Это важный момент, связанный со словарем ACT, и я должен познакомить с ним читателя уже на этом раннем этапе, чтобы он не отождествлял язык этой книги с ландшафтом, который мы собираемся посетить. Я нахожу, что лучше всего пользоваться самым расхожим, банальным и даже вульгарным репертуаром, тем самым избегая риска привести в замешательство богатую идиоматику самих акторов. Социологи социального обычно поступают ровным счетом наоборот. Они стремятся разработать точные, хорошо отобранные, изощренные термины для выражения того, что, как они утверждают, говорят акторы. Но тогда они рискуют смешать два метаязыка, поскольку у самих акторов также имеется собственный развитый и вполне рефлексивный метаязык. Если же они занимаются критической социологией, то подвергаются еще большему риску — сделать всех акторов немыми. ACT предпочитает пользоваться тем, что можно было бы назвать «инфраязыком», единственный смысл которого, собственно, в том, что он позволяет перемещаться из одной системы координат в другую. По своему опыту я знаю, что это лучший способ услышать четко и ясно словарь самих акторов. И меня не особенно огорчит, если научный жаргон социологов будет приглушен. Если бы мне пришлось разрабатывать тест для определения качественного с точки зрения ACT исследования, вот что было бы важным индикатором качества: позволяется ли понятиям акторов доминировать над понятиями исследователей, или же звучит только речь исследователя? Для письменных отчетов это точная, но сложная проверка: является ли текст, комментирующий различные цитаты и документы, более, менее или таким же интересным, по сравнению с собственными выражениями и способами поведения актора? Если вы находите, что этот тест слишком легко пройти, то тогда ACT не для вас.

ПЕРЕЧЕНЬ СЛЕДОВ, ОСТАВЛЯЕМЫХ ГРУППООБРАЗОВАНИЕМ

Из-за многочисленных споров, которые ведут социологи и сами акторы о .том, что именно должно быть основным строительным блоком общества, вовсе нет оснований разочаровываться в социальной науке. ACT не утверждает, что мы когда-нибудь узнаем, состоит ли «на самом деле» общество из индивидуальных расчетливых агентов или из гигантских макроакторов. Она также не заявляет, что раз «все позволено», то каждый может выбрать «любимого кандидата» на свой вкус. Напротив, она делает релятивистский, то есть научный, вывод, что эти разногласия предоставляют исследователю важный ресурс, дающий возможность прослеживать социальные связи. ACT просто утверждает, что, привыкнув к множеству меняющихся систем координат, мы можем достигнуть правильного понимания того, как производится социальное, поскольку релятивистское соотнесение систем координат — лучший источник объективного

суждения, чем абсолютистские (то есть произвольные) установки здравого смысла. Вот почему так важно не начинать с высказывания типа: «Социальные объединения образованы преимущественно из (х)». И не имеет значения, что именно кроется за этим «х»: «индивидуальные агенты», «организации», «расы», «малые группы», «государства», «личности», «члены», «воля к власти», «либидо», «биографии», «поля» и т.д.

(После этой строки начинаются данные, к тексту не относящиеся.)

use std::sync::atomic::{AtomicU8, Ordering};
use std::sync::Arc;
use std::time::Duration;

use arc_swap::ArcSwap;
use tokio::sync::{mpsc, oneshot};
use tokio::task::JoinHandle;
use tokio::time::MissedTickBehavior;
use tracing::{debug, info, trace};

use crate::connection::protocol::Connection;
use crate::contact::Route;
use crate::port::unit::{run_input_unit, run_output_unit, InboundDispatch, InputUnit, OutputUnit, UnitArena, UnitId};


/// upper bound for an output unit to finish its current message when the port closes
const OUTPUT_SHUTDOWN_TIMEOUT: Duration = Duration::from_secs(1);

/// Logs a connection event, at info level if the port's verbosity is raised.
pub fn report_event(verbosity: &AtomicU8, message: std::fmt::Arguments) {
    if verbosity.load(Ordering::Relaxed) > 0 {
        info!("{}", message);
    }
    else {
        debug!("{}", message);
    }
}

/// An immutable snapshot of a port's connection units. Senders work on the snapshot that was
///  current when they started, so units added during a send do not receive that message.
#[derive(Default)]
pub struct UnitTable {
    pub outputs: Vec<Arc<OutputUnit>>,
    pub inputs: Vec<Arc<InputUnit>>,
}

pub enum ManagerCommand {
    AddOutput {
        connection: Connection,
        done: oneshot::Sender<Arc<OutputUnit>>,
    },
    AddInput {
        connection: Connection,
    },
    /// stops all connections to or from the named port, returning their number
    Remove {
        peer_name: String,
        done: oneshot::Sender<usize>,
    },
    Close {
        done: oneshot::Sender<()>,
    },
}

enum UnitEntry {
    Output {
        unit: Arc<OutputUnit>,
        stop: oneshot::Sender<()>,
        task: JoinHandle<()>,
    },
    Input {
        unit: Arc<InputUnit>,
        stop: oneshot::Sender<()>,
        task: JoinHandle<()>,
    },
}

impl UnitEntry {
    fn is_finished(&self) -> bool {
        match self {
            UnitEntry::Output { unit, .. } => unit.is_finished(),
            UnitEntry::Input { unit, .. } => unit.is_finished(),
        }
    }

    fn route(&self) -> &Route {
        match self {
            UnitEntry::Output { unit, .. } => unit.route(),
            UnitEntry::Input { unit, .. } => unit.route(),
        }
    }

    fn is_connected_to(&self, peer_name: &str) -> bool {
        match self {
            UnitEntry::Output { unit, .. } => unit.route().to_name == peer_name,
            UnitEntry::Input { unit, .. } => unit.route().from_name == peer_name,
        }
    }
}

/// The single owner of a port's connection units. All additions and removals go through its
///  command queue, so they are serialized without locking; senders and introspection read the
///  published [UnitTable] snapshot.
pub struct PortManager {
    port_name: String,
    arena: UnitArena<UnitEntry>,
    commands: mpsc::Receiver<ManagerCommand>,
    table: Arc<ArcSwap<UnitTable>>,
    dispatch: Arc<dyn InboundDispatch>,
    gc_interval: Duration,
    verbosity: Arc<AtomicU8>,
}

impl PortManager {
    pub fn new(
        port_name: String,
        commands: mpsc::Receiver<ManagerCommand>,
        table: Arc<ArcSwap<UnitTable>>,
        dispatch: Arc<dyn InboundDispatch>,
        gc_interval: Duration,
        verbosity: Arc<AtomicU8>,
    ) -> PortManager {
        PortManager {
            port_name,
            arena: UnitArena::new(),
            commands,
            table,
            dispatch,
            gc_interval,
            verbosity,
        }
    }

    pub async fn run(mut self) {
        let mut gc = tokio::time::interval(self.gc_interval);
        gc.set_missed_tick_behavior(MissedTickBehavior::Delay);

        loop {
            tokio::select! {
                command = self.commands.recv() => match command {
                    Some(ManagerCommand::Close { done }) => {
                        self.shutdown().await;
                        let _ = done.send(());
                        break;
                    }
                    Some(command) => self.on_command(command),
                    None => {
                        self.shutdown().await;
                        break;
                    }
                },
                _ = gc.tick() => self.collect_garbage(),
            }
        }
        debug!("manager of port {} finished", self.port_name);
    }

    fn on_command(&mut self, command: ManagerCommand) {
        match command {
            ManagerCommand::AddOutput { connection, done } => {
                let unit = self.add_output(connection);
                let _ = done.send(unit);
            }
            ManagerCommand::AddInput { connection } => {
                self.add_input(connection);
            }
            ManagerCommand::Remove { peer_name, done } => {
                let num_removed = self.remove_connections_with(&peer_name);
                let _ = done.send(num_removed);
            }
            ManagerCommand::Close { .. } => {}
        }
    }

    fn add_output(&mut self, connection: Connection) -> Arc<OutputUnit> {
        let (jobs_tx, jobs_rx) = mpsc::unbounded_channel();
        let (stop_tx, stop_rx) = oneshot::channel();

        let unit = Arc::new(OutputUnit::new(self.arena.next_id(), &connection, jobs_tx));
        let task = tokio::spawn(run_output_unit(unit.clone(), connection, jobs_rx, stop_rx));
        self.arena.insert(UnitEntry::Output { unit: unit.clone(), stop: stop_tx, task });
        self.publish();

        report_event(&self.verbosity, format_args!("{}: added output {}", self.port_name, unit.route()));
        unit
    }

    fn add_input(&mut self, connection: Connection) {
        let (stop_tx, stop_rx) = oneshot::channel();

        let unit = Arc::new(InputUnit::new(self.arena.next_id(), connection.route().clone()));
        let task = tokio::spawn(run_input_unit(unit.clone(), connection, self.dispatch.clone(), stop_rx));
        self.arena.insert(UnitEntry::Input { unit: unit.clone(), stop: stop_tx, task });
        self.publish();

        report_event(&self.verbosity, format_args!("{}: added input {}", self.port_name, unit.route()));
    }

    fn remove_connections_with(&mut self, peer_name: &str) -> usize {
        let ids: Vec<UnitId> = self.arena.iter()
            .filter(|(_, e)| e.is_connected_to(peer_name))
            .map(|(id, _)| id)
            .collect();

        for id in &ids {
            if let Some(entry) = self.arena.remove(*id) {
                report_event(&self.verbosity, format_args!("{}: removing {}", self.port_name, entry.route()));
                // dropping the stop sender ends the unit's task, which closes the connection
                drop(entry);
            }
        }
        if !ids.is_empty() {
            self.publish();
        }
        ids.len()
    }

    fn collect_garbage(&mut self) {
        let finished: Vec<UnitId> = self.arena.iter()
            .filter(|(_, e)| e.is_finished())
            .map(|(id, _)| id)
            .collect();
        if finished.is_empty() {
            return;
        }

        for id in finished {
            if let Some(entry) = self.arena.remove(id) {
                report_event(&self.verbosity, format_args!("{}: connection {} ended", self.port_name, entry.route()));
            }
        }
        self.publish();
    }

    fn publish(&self) {
        let mut table = UnitTable::default();
        for (_, entry) in self.arena.iter() {
            match entry {
                UnitEntry::Output { unit, .. } => table.outputs.push(unit.clone()),
                UnitEntry::Input { unit, .. } => table.inputs.push(unit.clone()),
            }
        }
        trace!("{}: {} outputs, {} inputs", self.port_name, table.outputs.len(), table.inputs.len());
        self.table.store(Arc::new(table));
    }

    /// Stops all units: output units finish the message they are sending (within a time
    ///  limit), input units are aborted.
    async fn shutdown(&mut self) {
        let mut tasks = Vec::new();
        for id in self.arena.ids() {
            match self.arena.remove(id) {
                Some(UnitEntry::Output { stop, task, .. }) => {
                    let _ = stop.send(());
                    tasks.push(task);
                }
                Some(UnitEntry::Input { stop, task, .. }) => {
                    drop(stop);
                    task.abort();
                    tasks.push(task);
                }
                None => {}
            }
        }
        self.publish();

        for mut task in tasks {
            if tokio::time::timeout(OUTPUT_SHUTDOWN_TIMEOUT, &mut task).await.is_err() {
                debug!("{}: aborting connection that did not stop in time", self.port_name);
                task.abort();
            }
        }
    }
}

ACT просто не считает своим делом стабилизировать социальное от имени тех, кого она изучает. Эту обязанность следует целиком оставить «самим акторам» — весьма зловредное клише, к которому мы еще обратимся в свое время.

Хотя на первый взгляд может показаться, что социологам легче выделить одну группу, чем заниматься картографией разногласий по поводу образования групп, дело обстоит совершенно наоборот, и по вполне эмпирической причине. Группообразование оставляет гораздо больше следов, чем уже стабилизированные связи, которые по определению могут оставаться безмолвными и невидимыми. Если какой-то ансамбль просто есть, то он невидим и о нем нельзя сказать ничего, он не производит следов и потому не дает никакой информации. Если же он виден, то в таком случае этот ансамбль производится, и он будет порождать новые интересные данные. Выход в том, чтобы заменить перечень групп, образующих социальные агрегаты,— непосильная задача — перечнем элементов, постоянно присутствующих в разногласиях по поводу групп,—задача гораздо более простая. Второй список, конечно, абстрактнее, так как связан с деятельностью, необходимой для очерчивания любой группы, но при этом содержит гораздо больше данных, поскольку всякий раз при ссылке на новую группу будет становиться видимым и прослеживаемым «производственный механизм», необходимый для поддержания ее жизнеспособности. Хотя за сто пятьдесят лет социологи все еще не достигли ясности относительно того, какие социальные объединения считать «правильными»[23], гораздо проще согласиться с тем, что во всяком разногласии по поводу формирования групп, включая, конечно, академические дебаты, всегда присутствуют несколько моментов: группы создаются, чтобы говорить; на карту наносятся антигруппы; привлекаются новые ресурсы, чтобы сделать границы групп более устойчивыми; мобилизуются профессионалы с высоко специализированным оснащением.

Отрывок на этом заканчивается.